- **WHAT THE TASK REQUIRES**
The response must contain every line below in which "display" appears.

DATA FOR THIS EXERCISE: Begin

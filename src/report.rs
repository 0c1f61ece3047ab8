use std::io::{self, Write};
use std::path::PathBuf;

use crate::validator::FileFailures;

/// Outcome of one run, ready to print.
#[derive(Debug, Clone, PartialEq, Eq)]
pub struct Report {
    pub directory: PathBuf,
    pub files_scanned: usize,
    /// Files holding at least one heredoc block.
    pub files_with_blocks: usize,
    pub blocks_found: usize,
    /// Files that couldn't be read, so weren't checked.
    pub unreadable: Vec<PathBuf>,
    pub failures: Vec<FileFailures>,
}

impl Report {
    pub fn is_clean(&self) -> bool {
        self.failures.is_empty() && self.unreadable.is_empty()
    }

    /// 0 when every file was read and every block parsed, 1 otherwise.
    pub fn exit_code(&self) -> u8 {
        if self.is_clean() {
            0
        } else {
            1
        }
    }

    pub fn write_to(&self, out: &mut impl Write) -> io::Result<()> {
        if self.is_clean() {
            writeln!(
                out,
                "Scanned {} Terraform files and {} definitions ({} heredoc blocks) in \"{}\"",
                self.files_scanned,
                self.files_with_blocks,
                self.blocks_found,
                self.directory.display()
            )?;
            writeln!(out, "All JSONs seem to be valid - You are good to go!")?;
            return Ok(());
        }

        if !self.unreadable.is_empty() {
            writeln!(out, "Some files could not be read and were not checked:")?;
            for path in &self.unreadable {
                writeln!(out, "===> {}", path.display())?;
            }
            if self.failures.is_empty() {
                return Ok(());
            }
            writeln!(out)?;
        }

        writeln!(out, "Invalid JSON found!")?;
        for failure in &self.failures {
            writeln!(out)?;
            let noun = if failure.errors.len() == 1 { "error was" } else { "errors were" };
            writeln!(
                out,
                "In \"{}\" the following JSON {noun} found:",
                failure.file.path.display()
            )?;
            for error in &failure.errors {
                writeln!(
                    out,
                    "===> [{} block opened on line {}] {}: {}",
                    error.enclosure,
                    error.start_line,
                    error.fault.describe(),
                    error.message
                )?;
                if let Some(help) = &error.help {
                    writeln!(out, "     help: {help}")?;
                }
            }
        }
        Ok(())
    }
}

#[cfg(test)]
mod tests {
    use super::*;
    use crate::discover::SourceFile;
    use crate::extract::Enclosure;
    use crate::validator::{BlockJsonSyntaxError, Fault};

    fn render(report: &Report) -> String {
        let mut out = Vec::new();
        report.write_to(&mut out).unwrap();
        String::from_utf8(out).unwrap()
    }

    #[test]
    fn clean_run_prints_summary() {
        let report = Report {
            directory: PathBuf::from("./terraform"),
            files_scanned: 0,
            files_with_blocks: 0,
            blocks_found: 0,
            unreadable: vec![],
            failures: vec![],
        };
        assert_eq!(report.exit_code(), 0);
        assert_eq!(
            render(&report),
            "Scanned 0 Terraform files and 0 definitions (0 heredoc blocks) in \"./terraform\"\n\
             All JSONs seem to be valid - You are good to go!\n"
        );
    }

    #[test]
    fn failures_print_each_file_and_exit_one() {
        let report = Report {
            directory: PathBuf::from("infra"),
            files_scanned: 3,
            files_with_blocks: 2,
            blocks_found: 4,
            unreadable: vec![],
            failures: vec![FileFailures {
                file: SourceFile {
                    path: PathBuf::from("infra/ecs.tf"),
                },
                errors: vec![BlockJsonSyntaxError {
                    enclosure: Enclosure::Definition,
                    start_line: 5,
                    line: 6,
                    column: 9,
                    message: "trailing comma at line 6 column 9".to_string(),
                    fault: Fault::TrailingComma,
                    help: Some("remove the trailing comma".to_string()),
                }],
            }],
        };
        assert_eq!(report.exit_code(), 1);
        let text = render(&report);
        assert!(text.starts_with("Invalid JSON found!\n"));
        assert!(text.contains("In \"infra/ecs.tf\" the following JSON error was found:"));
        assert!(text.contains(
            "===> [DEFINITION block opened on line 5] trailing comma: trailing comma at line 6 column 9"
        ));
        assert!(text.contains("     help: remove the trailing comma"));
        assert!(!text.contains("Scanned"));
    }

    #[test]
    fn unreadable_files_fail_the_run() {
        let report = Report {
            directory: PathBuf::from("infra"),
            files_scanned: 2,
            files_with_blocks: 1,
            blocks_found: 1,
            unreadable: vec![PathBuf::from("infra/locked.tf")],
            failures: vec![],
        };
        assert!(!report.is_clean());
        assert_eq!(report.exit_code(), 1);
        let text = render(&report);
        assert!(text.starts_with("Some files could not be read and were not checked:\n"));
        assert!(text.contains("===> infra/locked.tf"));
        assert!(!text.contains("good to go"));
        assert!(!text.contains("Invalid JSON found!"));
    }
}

DATA FOR THIS EXERCISE: End
DATA FOR THIS EXERCISE: Begin

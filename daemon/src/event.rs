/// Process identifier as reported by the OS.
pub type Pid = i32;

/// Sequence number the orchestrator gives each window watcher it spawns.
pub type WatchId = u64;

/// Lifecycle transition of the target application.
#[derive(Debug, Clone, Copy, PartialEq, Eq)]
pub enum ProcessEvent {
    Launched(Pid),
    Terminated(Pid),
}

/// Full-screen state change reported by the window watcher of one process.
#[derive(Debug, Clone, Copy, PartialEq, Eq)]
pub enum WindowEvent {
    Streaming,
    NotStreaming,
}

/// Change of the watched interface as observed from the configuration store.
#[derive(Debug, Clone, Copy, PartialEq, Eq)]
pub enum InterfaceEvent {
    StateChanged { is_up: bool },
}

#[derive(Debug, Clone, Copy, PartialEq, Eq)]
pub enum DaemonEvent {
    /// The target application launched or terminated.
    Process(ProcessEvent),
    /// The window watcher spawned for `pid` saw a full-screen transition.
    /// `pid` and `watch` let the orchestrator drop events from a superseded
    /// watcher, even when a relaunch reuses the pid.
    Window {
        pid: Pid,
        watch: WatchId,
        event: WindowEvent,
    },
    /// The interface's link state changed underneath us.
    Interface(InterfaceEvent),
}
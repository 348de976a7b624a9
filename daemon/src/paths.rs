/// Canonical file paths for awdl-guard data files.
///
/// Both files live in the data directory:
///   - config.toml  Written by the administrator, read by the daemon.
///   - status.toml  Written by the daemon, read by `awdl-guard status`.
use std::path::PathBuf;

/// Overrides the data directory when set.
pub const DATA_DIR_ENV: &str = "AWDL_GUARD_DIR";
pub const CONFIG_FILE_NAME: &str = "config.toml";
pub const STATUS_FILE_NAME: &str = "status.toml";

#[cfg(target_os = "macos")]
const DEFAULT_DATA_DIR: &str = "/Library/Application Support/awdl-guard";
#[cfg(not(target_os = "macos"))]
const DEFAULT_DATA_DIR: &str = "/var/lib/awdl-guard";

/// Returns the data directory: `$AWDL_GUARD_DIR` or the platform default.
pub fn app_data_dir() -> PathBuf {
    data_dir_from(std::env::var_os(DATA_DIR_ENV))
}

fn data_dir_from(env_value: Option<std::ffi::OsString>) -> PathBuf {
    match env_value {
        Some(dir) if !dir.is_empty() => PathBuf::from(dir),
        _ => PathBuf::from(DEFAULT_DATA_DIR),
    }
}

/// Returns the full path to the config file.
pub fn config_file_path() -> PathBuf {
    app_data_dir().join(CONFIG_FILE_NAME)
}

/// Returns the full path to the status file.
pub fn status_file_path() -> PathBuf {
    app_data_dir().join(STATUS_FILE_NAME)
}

DATA FOR THIS EXERCISE: End

- **SOLUTION BELOW**
                self.directory.display()
                writeln!(out, "===> {}", path.display())?;
                failure.file.path.display()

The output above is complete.